═════ EXERCISE MATERIAL

//! jobwarden configuration system.

use serde::{Deserialize, Serialize};
use std::path::{Path, PathBuf};
use std::time::Duration;

use crate::error::{Result, WardenError};

/// The only change channel the store's lifecycle triggers publish on.
pub const JOBS_CHANNEL: &str = "jobs";

/// Root configuration.
#[derive(Debug, Clone, Default, Serialize, Deserialize)]
pub struct WardenConfig {
    #[serde(default)]
    pub scheduler: SchedulerConfig,
    #[serde(default)]
    pub store: StoreConfig,
    #[serde(default)]
    pub logging: LoggingConfig,
}

impl WardenConfig {
    /// Load config from the default path (~/.jobwarden/config.toml).
    pub fn load() -> Result<Self> {
        let path = Self::default_path();
        if path.exists() {
            Self::load_from(&path)
        } else {
            Ok(Self::default())
        }
    }

    /// Load config from a specific path.
    pub fn load_from(path: &Path) -> Result<Self> {
        let content = std::fs::read_to_string(path)
            .map_err(|e| WardenError::Config(format!("Failed to read config: {e}")))?;
        let config: Self = toml::from_str(&content)
            .map_err(|e| WardenError::Config(format!("Failed to parse config: {e}")))?;
        config.validate()?;
        Ok(config)
    }

    /// Save config to the given path.
    pub fn save_to(&self, path: &Path) -> Result<()> {
        if let Some(parent) = path.parent() {
            std::fs::create_dir_all(parent)?;
        }
        let content = toml::to_string_pretty(self)
            .map_err(|e| WardenError::Config(format!("Failed to serialize config: {e}")))?;
        std::fs::write(path, content)?;
        Ok(())
    }

    pub fn validate(&self) -> Result<()> {
        if self.scheduler.pool_size == 0 {
            return Err(WardenError::Config("scheduler.pool_size must be at least 1".into()));
        }
        if self.scheduler.tick_interval_ms == 0 {
            return Err(WardenError::Config(
                "scheduler.tick_interval_ms must be at least 1".into(),
            ));
        }
        if self.scheduler.channel != JOBS_CHANNEL {
            return Err(WardenError::Config(format!(
                "scheduler.channel must be '{JOBS_CHANNEL}', got '{}'",
                self.scheduler.channel
            )));
        }
        Ok(())
    }

    /// Get the default config path.
    pub fn default_path() -> PathBuf {
        Self::home_dir().join("config.toml")
    }

    /// Get the jobwarden home directory.
    pub fn home_dir() -> PathBuf {
        dirs::home_dir()
            .unwrap_or_else(|| PathBuf::from("."))
            .join(".jobwarden")
    }
}

/// Scheduler loop configuration.
#[derive(Debug, Clone, Serialize, Deserialize)]
pub struct SchedulerConfig {
    /// Maximum number of concurrently running jobs.
    #[serde(default = "default_pool_size")]
    pub pool_size: usize,
    #[serde(default = "default_tick_interval_ms")]
    pub tick_interval_ms: u64,
    /// Change channel to subscribe to.
    #[serde(default = "default_channel")]
    pub channel: String,
}

fn default_pool_size() -> usize { 4 }
fn default_tick_interval_ms() -> u64 { 1000 }
fn default_channel() -> String { JOBS_CHANNEL.into() }

impl Default for SchedulerConfig {
    fn default() -> Self {
        Self {
            pool_size: default_pool_size(),
            tick_interval_ms: default_tick_interval_ms(),
            channel: default_channel(),
        }
    }
}

impl SchedulerConfig {
    pub fn tick_interval(&self) -> Duration {
        Duration::from_millis(self.tick_interval_ms)
    }
}

/// Store configuration.
#[derive(Debug, Clone, Serialize, Deserialize)]
pub struct StoreConfig {
    #[serde(default = "default_store_path")]
    pub path: String,
    /// How long a writer waits on a locked database.
    #[serde(default = "default_busy_timeout_ms")]
    pub busy_timeout_ms: u64,
}

fn default_store_path() -> String { "~/.jobwarden/jobs.db".into() }
fn default_busy_timeout_ms() -> u64 { 5000 }

impl Default for StoreConfig {
    fn default() -> Self {
        Self {
            path: default_store_path(),
            busy_timeout_ms: default_busy_timeout_ms(),
        }
    }
}

impl StoreConfig {
    /// Store path with `~` expanded.
    pub fn expanded_path(&self) -> PathBuf {
        PathBuf::from(shellexpand::tilde(&self.path).to_string())
    }

    pub fn busy_timeout(&self) -> Duration {
        Duration::from_millis(self.busy_timeout_ms)
    }
}

/// Logging configuration.
#[derive(Debug, Clone, Serialize, Deserialize)]
pub struct LoggingConfig {
    #[serde(default = "default_log_level")]
    pub level: String,
    #[serde(default)]
    pub json: bool,
}

fn default_log_level() -> String { "info".into() }

impl Default for LoggingConfig {
    fn default() -> Self {
        Self {
            level: default_log_level(),
            json: false,
        }
    }
}
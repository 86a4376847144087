//! Built-in job handlers available to the `jobwarden` binary.
//!
//! - `log`  : writes the payload to the log
//! - `sleep`: waits `{"secs": n}` seconds
//! - `shell`: runs `{"command": "...", "timeout_secs": n}` through `sh -c`
//! - `fail` : always fails, echoing the payload

use std::time::Duration;

use anyhow::Context;
use serde::Deserialize;

use jobwarden_core::error::Result;

use crate::registry::HandlerRegistry;

const DEFAULT_SHELL_TIMEOUT_SECS: u64 = 300;

#[derive(Debug, Deserialize)]
struct SleepArgs {
    secs: f64,
}

#[derive(Debug, Deserialize)]
struct ShellArgs {
    command: String,
    #[serde(default = "default_shell_timeout")]
    timeout_secs: u64,
}

fn default_shell_timeout() -> u64 {
    DEFAULT_SHELL_TIMEOUT_SECS
}

/// Register every built-in handler.
pub fn register_builtins(registry: &mut HandlerRegistry) -> Result<()> {
    registry.register("log", |payload| async move {
        tracing::info!("📝 {}", payload);
        Ok(())
    })?;

    registry.register("sleep", |payload| async move {
        let args: SleepArgs =
            serde_json::from_value(payload).context("sleep expects {\"secs\": <number>}")?;
        anyhow::ensure!(
            args.secs.is_finite() && args.secs >= 0.0,
            "sleep duration must be a non-negative number, got {}",
            args.secs
        );
        tokio::time::sleep(Duration::from_secs_f64(args.secs)).await;
        Ok(())
    })?;

    registry.register("shell", |payload| async move {
        let args: ShellArgs = serde_json::from_value(payload)
            .context("shell expects {\"command\": \"...\", \"timeout_secs\": <n>}")?;
        run_shell(&args).await
    })?;

    registry.register("fail", |payload| async move {
        anyhow::bail!("job failed on request: {payload}")
    })?;

    Ok(())
}

async fn run_shell(args: &ShellArgs) -> anyhow::Result<()> {
    let child = tokio::process::Command::new("sh")
        .arg("-c")
        .arg(&args.command)
        .kill_on_drop(true)
        .output();

    let output = tokio::time::timeout(Duration::from_secs(args.timeout_secs), child)
        .await
        .map_err(|_| anyhow::anyhow!("command timed out after {}s", args.timeout_secs))?
        .with_context(|| format!("failed to spawn `{}`", args.command))?;

    let stdout = String::from_utf8_lossy(&output.stdout);
    if !stdout.trim().is_empty() {
        tracing::debug!("🐚 {}", stdout.trim_end());
    }
    if !output.status.success() {
        let stderr = String::from_utf8_lossy(&output.stderr);
        anyhow::bail!(
            "`{}` exited with {}: {}",
            args.command,
            output.status,
            stderr.trim()
        );
    }
    Ok(())
}
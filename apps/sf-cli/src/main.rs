use clap::{Parser, Subcommand};
use futures::executor::block_on;
use std::path::{Path, PathBuf};
use tracing::info;
use tracing_subscriber::EnvFilter;

use sf_client::{
    ClientConfig, ClientResult, LocalFetcher, SimulationAssembler, SnapshotMetadata,
    load_spatial_reports,
};
use sf_spatial::{DecodeOptions, SpatialBinary, channel_name};
use sf_tree::{AssetCollectionListing, FileTree, PrimaryListing};

#[derive(Parser)]
#[command(name = "sf-cli")]
#[command(about = "SimFiles CLI - inspect simulation file trees and spatial reports", long_about = None)]
struct Cli {
    /// Log at debug level unless RUST_LOG says otherwise
    #[arg(short, long, global = true)]
    verbose: bool,

    #[command(subcommand)]
    command: Commands,
}

#[derive(Subcommand)]
enum Commands {
    /// Print the paths of a file tree
    Tree {
        /// Primary listing JSON ({"Resources": [...]})
        listing: PathBuf,
        /// Asset collection listing JSON
        #[arg(long)]
        assets: Option<PathBuf>,
        /// Include directories (sorted listing)
        #[arg(long)]
        dirs: bool,
        /// Print the reconciled records as JSON instead of paths
        #[arg(long)]
        json: bool,
    },
    /// Look up one path in a file tree
    Find {
        /// Primary listing JSON
        listing: PathBuf,
        /// Path to look up; end with "/" for a directory
        path: String,
        /// Asset collection listing JSON
        #[arg(long)]
        assets: Option<PathBuf>,
    },
    /// File count and total size of a file tree
    Stats {
        /// Primary listing JSON
        listing: PathBuf,
        /// Asset collection listing JSON
        #[arg(long)]
        assets: Option<PathBuf>,
    },
    /// Summarize a spatial report binary
    Spatial {
        /// Spatial report .bin file
        file: PathBuf,
        /// Timestep label of the first decoded row
        #[arg(long, default_value_t = 0, allow_hyphen_values = true)]
        offset: i64,
        /// Number of timesteps to decode (0 = all)
        #[arg(long, default_value_t = 0)]
        timesteps: u32,
        /// Print the time series of this node
        #[arg(long)]
        node: Option<u32>,
    },
    /// Replay a captured simulation snapshot directory
    Sim {
        /// Directory holding simulation.json, output.json, assets.json and files
        snapshot: PathBuf,
        /// Simulation id
        sim_id: String,
        /// Client configuration (YAML or JSON)
        #[arg(long)]
        config: Option<PathBuf>,
    },
}

fn main() -> ClientResult<()> {
    let cli = Cli::parse();

    let default_level = if cli.verbose { "debug" } else { "warn" };
    let filter =
        EnvFilter::try_from_default_env().unwrap_or_else(|_| EnvFilter::new(default_level));
    tracing_subscriber::fmt().with_env_filter(filter).init();

    match cli.command {
        Commands::Tree {
            listing,
            assets,
            dirs,
            json,
        } => cmd_tree(&listing, assets.as_deref(), dirs, json),
        Commands::Find {
            listing,
            path,
            assets,
        } => cmd_find(&listing, &path, assets.as_deref()),
        Commands::Stats { listing, assets } => cmd_stats(&listing, assets.as_deref()),
        Commands::Spatial {
            file,
            offset,
            timesteps,
            node,
        } => cmd_spatial(&file, offset, timesteps, node),
        Commands::Sim {
            snapshot,
            sim_id,
            config,
        } => cmd_sim(&snapshot, &sim_id, config.as_deref(), cli.verbose),
    }
}

fn load_tree(listing: &Path, assets: Option<&Path>) -> ClientResult<FileTree> {
    let primary: PrimaryListing = sf_tree::parse_primary_listing(&std::fs::read_to_string(listing)?)?;
    let assets = match assets {
        Some(path) => sf_tree::parse_asset_listing(&std::fs::read_to_string(path)?)?,
        None => AssetCollectionListing::default(),
    };
    Ok(FileTree::from_listings(primary, &assets))
}

fn cmd_tree(listing: &Path, assets: Option<&Path>, dirs: bool, json: bool) -> ClientResult<()> {
    let tree = load_tree(listing, assets)?;
    if json {
        println!("{}", serde_json::to_string_pretty(tree.root().children())?);
        return Ok(());
    }
    for path in tree.file_list(dirs) {
        println!("{}", path);
    }
    Ok(())
}

fn cmd_find(listing: &Path, path: &str, assets: Option<&Path>) -> ClientResult<()> {
    let tree = load_tree(listing, assets)?;
    match tree.find_file_record(path) {
        Some(rec) => {
            println!("{}", rec.regularized_path());
            println!("  Type: {:?}", rec.kind());
            if let Some(length) = rec.length() {
                println!("  Length: {} bytes", length);
            }
            if !rec.url().is_empty() {
                println!("  Url: {}", rec.url());
            }
            if let Some(checksum) = rec.checksum() {
                println!("  MD5: {}", checksum);
            }
            if rec.is_directory() {
                println!("  Entries: {}", rec.children().len());
            }
        }
        None => println!("Not found: {}", sf_core::regularize(path)),
    }
    Ok(())
}

fn cmd_stats(listing: &Path, assets: Option<&Path>) -> ClientResult<()> {
    let tree = load_tree(listing, assets)?;
    println!("{}", tree);

    let reports = tree.spatial_report_list();
    if !reports.is_empty() {
        println!("\nSpatial reports:");
        for path in reports {
            println!("  {} ({})", path, channel_name(path));
        }
    }
    Ok(())
}

fn cmd_spatial(file: &Path, offset: i64, timesteps: u32, node: Option<u32>) -> ClientResult<()> {
    let bytes = std::fs::read(file)?;
    let name = file.display().to_string();
    let opts = DecodeOptions::default()
        .with_offset(offset)
        .with_timestep_count(timesteps);
    let report = SpatialBinary::decode(name.clone(), &bytes, &opts).map_err(|source| {
        sf_client::ClientError::Spatial {
            path: name.clone(),
            source,
        }
    })?;

    print_report(&name, &report);

    if let Some(node_id) = node {
        let series = report.timeseries_for_node(node_id);
        if series.is_empty() {
            println!("\nNode {} not in report", node_id);
        } else {
            println!("\ntimestep,value");
            for (t, value) in (report.timestep_domain().min..=i64::MAX).zip(series) {
                println!("{},{}", t, value);
            }
        }
    }
    Ok(())
}

fn print_report(path: &str, report: &SpatialBinary) {
    println!("{} [{}]", path, channel_name(path));
    println!("  Nodes: {}", report.node_ids().len());
    println!("  Timesteps: {} {}", report.timestep_count(), report.timestep_domain());
    match report.value_domain() {
        Some(domain) => println!("  Values: {}", domain),
        None => println!("  Values: none"),
    }
    if let Some(domain) = report.summed_domain() {
        println!("  Summed: {}", domain);
    }
}

fn cmd_sim(snapshot: &Path, sim_id: &str, config: Option<&Path>, verbose: bool) -> ClientResult<()> {
    let config = match config {
        Some(path) => ClientConfig::load(path)?,
        None => ClientConfig::default(),
    };
    let verbose = verbose || config.verbose;
    info!(snapshot = %snapshot.display(), sim_id, "replaying snapshot");

    let assembler = SimulationAssembler::new(SnapshotMetadata::new(snapshot)).with_verbose(verbose);
    let fetcher = LocalFetcher::new(snapshot);

    let sim = block_on(assembler.populate(sim_id))?;
    print!("{}", sim.dump());
    println!("  Config: {}", sim.config_filename());
    if let Some(url) = sim.vis_tools_url(&config.base_url)? {
        println!("  Vis-Tools: {}", url);
    }

    let reports = block_on(load_spatial_reports(sim.tree(), &fetcher))?;
    if !reports.is_empty() {
        println!("\nSpatial reports:");
        for (path, report) in &reports {
            print_report(path, report);
        }
    }
    Ok(())
}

══════════

Give back, exactly as written, the stretch from the line with "tokio::time::sleep(Duration::from_secs_f64(args.secs)).await;" through the line with "#[derive(Parser)]", and no other lines from the records above.

### YOUR SOLUTION
        tokio::time::sleep(Duration::from_secs_f64(args.secs)).await;
        Ok(())
    })?;

    registry.register("shell", |payload| async move {
        let args: ShellArgs = serde_json::from_value(payload)
            .context("shell expects {\"command\": \"...\", \"timeout_secs\": <n>}")?;
        run_shell(&args).await
    })?;

    registry.register("fail", |payload| async move {
        anyhow::bail!("job failed on request: {payload}")
    })?;

    Ok(())
}

async fn run_shell(args: &ShellArgs) -> anyhow::Result<()> {
    let child = tokio::process::Command::new("sh")
        .arg("-c")
        .arg(&args.command)
        .kill_on_drop(true)
        .output();

    let output = tokio::time::timeout(Duration::from_secs(args.timeout_secs), child)
        .await
        .map_err(|_| anyhow::anyhow!("command timed out after {}s", args.timeout_secs))?
        .with_context(|| format!("failed to spawn `{}`", args.command))?;

    let stdout = String::from_utf8_lossy(&output.stdout);
    if !stdout.trim().is_empty() {
        tracing::debug!("🐚 {}", stdout.trim_end());
    }
    if !output.status.success() {
        let stderr = String::from_utf8_lossy(&output.stderr);
        anyhow::bail!(
            "`{}` exited with {}: {}",
            args.command,
            output.status,
            stderr.trim()
        );
    }
    Ok(())
}
filename apps/sf-cli/src/main.rs
use clap::{Parser, Subcommand};
use futures::executor::block_on;
use std::path::{Path, PathBuf};
use tracing::info;
use tracing_subscriber::EnvFilter;

use sf_client::{
    ClientConfig, ClientResult, LocalFetcher, SimulationAssembler, SnapshotMetadata,
    load_spatial_reports,
};
use sf_spatial::{DecodeOptions, SpatialBinary, channel_name};
use sf_tree::{AssetCollectionListing, FileTree, PrimaryListing};

#[derive(Parser)]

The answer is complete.